As the simplest and most fundamental acceleration feature of KVCache, Prefix Cache has achieved industry-wide consensus.
With the expanding application scope of large language models (LLMs), the growth of sequence lengths, and the
proliferation of Agent-based applications, the performance gains of Prefix Cache become even more pronounced. Serving as
the default capability for KVCache applications, Prefix Cache also lays the foundation for the PD disaggregation by UCM.
Concurrently, it imposes a requirement that sparse algorithms must support Prefix Cache.

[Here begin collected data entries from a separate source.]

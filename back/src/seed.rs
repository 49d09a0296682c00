use std::{collections::HashMap, fs, path::Path};

use chrono::NaiveDate;
use eyre::{eyre, WrapErr};
use serde::Deserialize;
use sqlx::SqlitePool;
use todo_api::v1::{NewTag, NewTodo, TodoUpdate};
use tracing::info;
use validator::Validate;

use crate::store;

#[derive(Debug, Default, Deserialize)]
#[serde(default)]
pub struct SeedFile {
    pub tags: Vec<NewTag>,
    pub todos: Vec<SeedTodo>,
}

#[derive(Debug, Deserialize)]
pub struct SeedTodo {
    pub content: String,
    #[serde(default)]
    pub deadline: Option<NaiveDate>,
    #[serde(default)]
    pub completed: bool,
    /// Tag names, either from this file or already stored.
    #[serde(default)]
    pub tags: Vec<String>,
}

#[derive(Debug, Default, PartialEq, Eq)]
pub struct Summary {
    pub tags_created: usize,
    pub todos_created: usize,
}

pub async fn run(db: &SqlitePool, path: &Path) -> eyre::Result<()> {
    let file = fs::File::open(path).wrap_err_with(|| format!("failed to open {}", path.display()))?;
    let seed: SeedFile = ron::de::from_reader(file)
        .wrap_err_with(|| format!("failed to parse {}", path.display()))?;

    let summary = apply(db, seed).await?;

    info!(
        file = %path.display(),
        tags = summary.tags_created,
        todos = summary.todos_created,
        "seeded database"
    );

    Ok(())
}

/// Loads everything in one transaction; any failure leaves the store untouched.
pub async fn apply(db: &SqlitePool, seed: SeedFile) -> eyre::Result<Summary> {
    let mut tx = db.begin().await?;
    let mut summary = Summary::default();
    let mut tag_ids = HashMap::new();

    for new in seed.tags {
        new.validate()
            .wrap_err_with(|| format!("invalid tag `{}`", new.name))?;

        let tag = match store::tag::find_by_name(&mut tx, &new.name).await? {
            Some(tag) => tag,
            None => {
                summary.tags_created += 1;
                store::tag::create(&mut tx, new).await?.tag
            }
        };
        tag_ids.insert(tag.name, tag.id);
    }

    for entry in seed.todos {
        let new = NewTodo {
            content: entry.content,
            deadline: entry.deadline,
        };
        new.validate()
            .wrap_err_with(|| format!("invalid todo `{}`", new.content))?;

        let id = store::todo::create(&mut tx, new).await?.todo.id;
        summary.todos_created += 1;

        if entry.completed {
            let completion = TodoUpdate {
                completed: Some(true),
                ..Default::default()
            };
            store::todo::update(&mut tx, id, completion).await?;
        }

        for name in &entry.tags {
            let tag_id = match tag_ids.get(name) {
                Some(tag_id) => *tag_id,
                None => store::tag::find_by_name(&mut tx, name)
                    .await?
                    .map(|tag| tag.id)
                    .ok_or_else(|| eyre!("unknown tag `{name}`"))?,
            };
            store::todo::add_tag(&mut tx, id, tag_id).await?;
        }
    }

    tx.commit().await?;

    Ok(summary)
}

#[cfg(test)]
mod tests {
    use todo_api::v1::Pagination;

    use super::*;
    use crate::test_support;

    const SEED: &str = r#"(
        tags: [(name: "home"), (name: "work")],
        todos: [
            (content: "buy milk", tags: ["home"]),
            (content: "ship release", deadline: Some("2025-01-31"), completed: true, tags: ["work", "home"]),
            (content: "stretch"),
        ],
    )"#;

    #[tokio::test]
    async fn seeds_tags_todos_and_links() {
        let pool = test_support::pool().await;
        let seed: SeedFile = ron::from_str(SEED).unwrap();

        let summary = apply(&pool, seed).await.unwrap();
        assert_eq!(
            summary,
            Summary {
                tags_created: 2,
                todos_created: 3,
            }
        );

        let mut conn = pool.acquire().await.unwrap();
        let todos = store::todo::list(&mut conn, Pagination::default()).await.unwrap();
        assert_eq!(todos.len(), 3);

        let release = &todos[1];
        assert_eq!(release.todo.content, "ship release");
        assert!(release.todo.completed);
        assert_eq!(release.todo.deadline, NaiveDate::from_ymd_opt(2025, 1, 31));
        let names: Vec<&str> = release.tags.iter().map(|t| t.name.as_str()).collect();
        assert_eq!(names, ["home", "work"]);

        assert!(todos[2].tags.is_empty());
    }

    #[tokio::test]
    async fn existing_tags_are_reused() {
        let pool = test_support::pool().await;

        apply(&pool, ron::from_str(SEED).unwrap()).await.unwrap();
        let summary = apply(&pool, ron::from_str(SEED).unwrap()).await.unwrap();

        assert_eq!(summary.tags_created, 0);
        assert_eq!(summary.todos_created, 3);
    }

    #[tokio::test]
    async fn unknown_tag_rolls_back() {
        let pool = test_support::pool().await;
        let seed: SeedFile =
            ron::from_str(r#"(todos: [(content: "a"), (content: "b", tags: ["nope"])])"#).unwrap();

        let err = apply(&pool, seed).await.unwrap_err();
        assert!(err.to_string().contains("unknown tag `nope`"));

        let mut conn = pool.acquire().await.unwrap();
        let todos = store::todo::list(&mut conn, Pagination::default()).await.unwrap();
        assert!(todos.is_empty());
    }

    #[tokio::test]
    async fn invalid_entries_are_rejected() {
        let pool = test_support::pool().await;
        let seed = SeedFile {
            tags: Vec::new(),
            todos: vec![SeedTodo {
                content: "x".repeat(31),
                deadline: None,
                completed: false,
                tags: Vec::new(),
            }],
        };

        assert!(apply(&pool, seed).await.is_err());
    }
}
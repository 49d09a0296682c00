use std::{
    env, fs, io,
    net::SocketAddr,
    path::{Path, PathBuf},
};

use eyre::WrapErr;
use serde::{Deserialize, Serialize};

pub const DEFAULT_CONFIG: &str = "config.ron";
const PORT: u16 = 7890;

#[derive(Clone, Debug, PartialEq, Serialize, Deserialize)]
#[serde(default)]
pub struct Config {
    pub project_name: String,
    pub api_prefix: String,
    pub cors_origins: Vec<String>,
    pub log_filter: String,
    pub database_url: String,
    pub static_dir: PathBuf,
    pub listen: SocketAddr,
    pub tls: Option<TlsConfig>,
}

#[derive(Clone, Debug, PartialEq, Serialize, Deserialize)]
pub struct TlsConfig {
    pub cert: PathBuf,
    pub key: PathBuf,
}

impl Default for Config {
    fn default() -> Self {
        Self {
            project_name: String::from("Todo"),
            api_prefix: String::from("/v1"),
            cors_origins: Vec::new(),
            log_filter: String::from("info,tower_http=debug"),
            database_url: String::from("sqlite://todo.db"),
            static_dir: PathBuf::from("static"),
            listen: SocketAddr::from(([0; 4], PORT)),
            tls: None,
        }
    }
}

impl Config {
    /// Defaults, then the RON file, then the environment.
    ///
    /// A missing file is only an error when `required` is set.
    pub fn load(path: &Path, required: bool) -> eyre::Result<Self> {
        Self::from_file(path, required)?.layered(|key| env::var(key).ok())
    }

    fn layered(mut self, var: impl Fn(&str) -> Option<String>) -> eyre::Result<Self> {
        self.apply_env(var)?;
        self.api_prefix = normalize_prefix(&self.api_prefix);

        Ok(self)
    }

    fn from_file(path: &Path, required: bool) -> eyre::Result<Self> {
        let file = match fs::File::open(path) {
            Ok(file) => file,
            Err(err) if err.kind() == io::ErrorKind::NotFound && !required => {
                return Ok(Self::default());
            }
            Err(err) => {
                return Err(err).wrap_err_with(|| format!("failed to open {}", path.display()))
            }
        };

        ron::de::from_reader(file).wrap_err_with(|| format!("failed to parse {}", path.display()))
    }

    pub fn apply_env(&mut self, var: impl Fn(&str) -> Option<String>) -> eyre::Result<()> {
        if let Some(name) = var("PROJECT_NAME") {
            self.project_name = name;
        }
        if let Some(prefix) = var("API_VER_STR") {
            self.api_prefix = prefix;
        }
        if let Some(origins) = var("BACKEND_CORS_ORIGINS") {
            self.cors_origins = origins
                .split(',')
                .map(str::trim)
                .filter(|origin| !origin.is_empty())
                .map(String::from)
                .collect();
        }
        if let Some(filter) = var("LOG_FILTER") {
            self.log_filter = filter;
        }
        if let Some(url) = var("DATABASE_URL") {
            self.database_url = url;
        }
        if let Some(addr) = var("LISTEN_ADDR") {
            self.listen = addr
                .parse()
                .wrap_err_with(|| format!("invalid LISTEN_ADDR `{addr}`"))?;
        }
        if let (Some(cert), Some(key)) = (var("SSL_CERT"), var("SSL_KEY")) {
            self.tls = Some(TlsConfig {
                cert: PathBuf::from(cert),
                key: PathBuf::from(key),
            });
        }

        Ok(())
    }
}

/// `v1/` and `/v1` both become `/v1`; `/` becomes the empty root prefix.
pub fn normalize_prefix(prefix: &str) -> String {
    let trimmed = prefix.trim().trim_matches('/');

    if trimmed.is_empty() {
        String::new()
    } else {
        format!("/{trimmed}")
    }
}
mod payload;

use chrono::{DateTime, NaiveDate, Utc};
use serde::{Deserialize, Serialize};

pub use payload::{NewTag, NewTodo, TagUpdate, TodoUpdate};

#[derive(Clone, Debug, PartialEq, Eq, Serialize, Deserialize)]
#[cfg_attr(feature = "sqlx", derive(sqlx::FromRow))]
pub struct Todo {
    pub id: i64,
    pub content: String,
    pub completed: bool,
    pub deadline: Option<NaiveDate>,
    pub created_at: DateTime<Utc>,
    pub updated_at: DateTime<Utc>,
}

#[derive(Clone, Debug, PartialEq, Eq, Serialize, Deserialize)]
#[cfg_attr(feature = "sqlx", derive(sqlx::FromRow))]
pub struct Tag {
    pub id: i64,
    pub name: String,
    pub created_at: DateTime<Utc>,
    pub updated_at: DateTime<Utc>,
}

/// A todo together with the tags attached to it.
///
/// The nested tags never carry their own todo list, which keeps the
/// response shape finite.
#[derive(Clone, Debug, PartialEq, Eq, Serialize, Deserialize)]
pub struct TodoWithTags {
    #[serde(flatten)]
    pub todo: Todo,
    pub tags: Vec<Tag>,
}

/// A tag together with the todos it is attached to.
#[derive(Clone, Debug, PartialEq, Eq, Serialize, Deserialize)]
pub struct TagWithTodos {
    #[serde(flatten)]
    pub tag: Tag,
    pub todos: Vec<Todo>,
}

#[derive(Clone, Copy, Debug, PartialEq, Eq, Serialize, Deserialize)]
pub struct Pagination {
    #[serde(default)]
    pub skip: u32,
    #[serde(default = "Pagination::default_limit")]
    pub limit: u32,
}

impl Pagination {
    fn default_limit() -> u32 {
        100
    }
}

impl Default for Pagination {
    fn default() -> Self {
        Self {
            skip: 0,
            limit: Self::default_limit(),
        }
    }
}
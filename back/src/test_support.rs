use std::sync::Arc;

use axum::{
    body::Body,
    http::{header, Method, Request, StatusCode},
    Router,
};
use http_body_util::BodyExt;
use serde_json::Value;
use sqlx::SqlitePool;
use tower::ServiceExt;

use crate::{config::Config, db, AppState};

pub async fn pool() -> SqlitePool {
    db::connect("sqlite::memory:").await.unwrap()
}

pub async fn state() -> Arc<AppState> {
    let config = Config {
        database_url: String::from("sqlite::memory:"),
        ..Config::default()
    };
    Arc::new(AppState::new(config, pool().await))
}

pub async fn app() -> Router {
    crate::app(state().await)
}

/// Sends one request and returns the status with the body parsed as JSON
/// (`Value::Null` for an empty body).
pub async fn send(
    app: &Router,
    method: Method,
    uri: &str,
    body: Option<Value>,
) -> (StatusCode, Value) {
    let request = Request::builder().method(method).uri(uri);
    let request = match body {
        Some(body) => request
            .header(header::CONTENT_TYPE, "application/json")
            .body(Body::from(body.to_string())),
        None => request.body(Body::empty()),
    }
    .unwrap();

    let response = app.clone().oneshot(request).await.unwrap();
    let status = response.status();
    let bytes = response.into_body().collect().await.unwrap().to_bytes();

    let value = if bytes.is_empty() {
        Value::Null
    } else {
        serde_json::from_slice(&bytes).unwrap_or_else(|_| {
            Value::String(String::from_utf8_lossy(&bytes).into_owned())
        })
    };

    (status, value)
}
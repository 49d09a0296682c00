mod config;
mod db;
mod error;
mod frontend;
mod seed;
mod store;
mod templates;
mod v1;

#[cfg(test)]
mod test_support;

use std::{
    path::{Path, PathBuf},
    sync::Arc,
};

use axum::{http::HeaderValue, Router};
use axum_server::tls_rustls::RustlsConfig;
use clap::{Parser, Subcommand};
use sqlx::SqlitePool;
use tower_http::{
    cors::{AllowHeaders, AllowMethods, CorsLayer},
    services::ServeDir,
    trace::TraceLayer,
};
use tracing::{info, warn};
use tracing_subscriber::EnvFilter;

use crate::{
    config::{Config, DEFAULT_CONFIG},
    templates::Templates,
};

#[derive(Parser)]
#[command(version, about = "Todo list with tags, served over HTTP")]
struct Cli {
    /// RON config file; defaults to `config.ron` when present
    #[arg(long, short)]
    config: Option<PathBuf>,

    #[command(subcommand)]
    command: Option<Command>,
}

#[derive(Subcommand)]
enum Command {
    /// Run the HTTP server (default)
    Serve,
    /// Load tags and todos from a RON seed file
    Seed { file: PathBuf },
}

#[tokio::main]
async fn main() -> eyre::Result<()> {
    color_eyre::install()?;
    dotenvy::dotenv().ok();

    let cli = Cli::parse();
    let config = match cli.config {
        Some(path) => Config::load(&path, true)?,
        None => Config::load(Path::new(DEFAULT_CONFIG), false)?,
    };

    tracing_subscriber::fmt()
        .with_env_filter(EnvFilter::try_new(&config.log_filter)?)
        .init();

    let db = db::connect(&config.database_url).await?;

    match cli.command.unwrap_or(Command::Serve) {
        Command::Serve => serve(config, db).await,
        Command::Seed { file } => seed::run(&db, &file).await,
    }
}

async fn serve(config: Config, db: SqlitePool) -> eyre::Result<()> {
    let listen = config.listen;
    let tls = config.tls.clone();
    let app = app(Arc::new(AppState::new(config, db)));

    info!(%listen, tls = tls.is_some(), "listening");

    match tls {
        Some(tls) => {
            let rustls = RustlsConfig::from_pem_file(tls.cert, tls.key).await?;
            axum_server::bind_rustls(listen, rustls)
                .serve(app.into_make_service())
                .await?;
        }
        None => {
            axum_server::bind(listen)
                .serve(app.into_make_service())
                .await?;
        }
    }

    Ok(())
}

pub fn app(state: Arc<AppState>) -> Router {
    let config = &state.config;

    let mut router = Router::new().merge(frontend::router());
    router = if config.api_prefix.is_empty() {
        router.merge(v1::router())
    } else {
        router.nest(&config.api_prefix, v1::router())
    };

    let mut router = router
        .nest_service("/static", ServeDir::new(&config.static_dir))
        .layer(TraceLayer::new_for_http());

    if let Some(cors) = cors_layer(&config.cors_origins) {
        router = router.layer(cors);
    }

    router.with_state(state)
}

fn cors_layer(origins: &[String]) -> Option<CorsLayer> {
    let origins: Vec<HeaderValue> = origins
        .iter()
        .filter_map(|origin| match HeaderValue::from_str(origin) {
            Ok(value) => Some(value),
            Err(_) => {
                warn!(%origin, "ignoring invalid CORS origin");
                None
            }
        })
        .collect();

    if origins.is_empty() {
        return None;
    }

    Some(
        CorsLayer::new()
            .allow_origin(origins)
            .allow_credentials(true)
            .allow_methods(AllowMethods::mirror_request())
            .allow_headers(AllowHeaders::mirror_request()),
    )
}

#[derive(Debug)]
pub struct AppState {
    pub db: SqlitePool,
    pub templates: Templates,
    pub config: Config,
}

impl AppState {
    pub fn new(config: Config, db: SqlitePool) -> Self {
        Self {
            db,
            templates: Templates::new(),
            config,
        }
    }
}

#[cfg(test)]
mod tests {
    use axum::http::{Method, StatusCode};
    use serde_json::json;

    use super::*;
    use crate::test_support::{self, send};

    #[test]
    fn cors_needs_valid_origins() {
        assert!(cors_layer(&[]).is_none());
        assert!(cors_layer(&[String::from("bad\norigin")]).is_none());
        assert!(cors_layer(&[String::from("http://localhost:3000")]).is_some());
    }

    #[tokio::test]
    async fn api_mounts_under_custom_prefix() {
        let config = Config {
            api_prefix: String::from("/api/v2"),
            ..Config::default()
        };
        let app = app(Arc::new(AppState::new(config, test_support::pool().await)));

        let (status, todos) = send(&app, Method::GET, "/api/v2/todo", None).await;
        assert_eq!(status, StatusCode::OK);
        assert_eq!(todos, json!([]));

        let (status, _) = send(&app, Method::GET, "/v1/todo", None).await;
        assert_eq!(status, StatusCode::NOT_FOUND);
    }

    #[tokio::test]
    async fn empty_prefix_mounts_api_at_root() {
        let config = Config {
            api_prefix: String::new(),
            ..Config::default()
        };
        let app = app(Arc::new(AppState::new(config, test_support::pool().await)));

        let (status, todo) = send(&app, Method::POST, "/todo", Some(json!({ "content": "root" }))).await;
        assert_eq!(status, StatusCode::OK);
        assert_eq!(todo["content"], "root");
    }

    #[tokio::test]
    async fn cors_preflight_echoes_allowed_origin() {
        let config = Config {
            cors_origins: vec![String::from("http://localhost:3000")],
            ..Config::default()
        };
        let app = app(Arc::new(AppState::new(config, test_support::pool().await)));

        let request = axum::http::Request::builder()
            .method(Method::OPTIONS)
            .uri("/v1/todo")
            .header("origin", "http://localhost:3000")
            .header("access-control-request-method", "POST")
            .body(axum::body::Body::empty())
            .unwrap();
        let response = tower::ServiceExt::oneshot(app, request).await.unwrap();

        assert_eq!(
            response.headers().get("access-control-allow-origin").unwrap(),
            "http://localhost:3000"
        );
        assert_eq!(
            response.headers().get("access-control-allow-credentials").unwrap(),
            "true"
        );
    }
}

The core performance metric of Prefix Cache is the hit rate, and there exists a direct positive correlation between
cache capacity and hit rate. Taking the publicly released data from DeepSeek and Kimi as examples, a relatively large
cache capacity is required to reach the "hit rate sweet spot". In terms of input/output (IO) characteristics, Prefix
Cache primarily demands bandwidth-intensive IO, making it well-suited for storage on Solid-State Drives (SSDs).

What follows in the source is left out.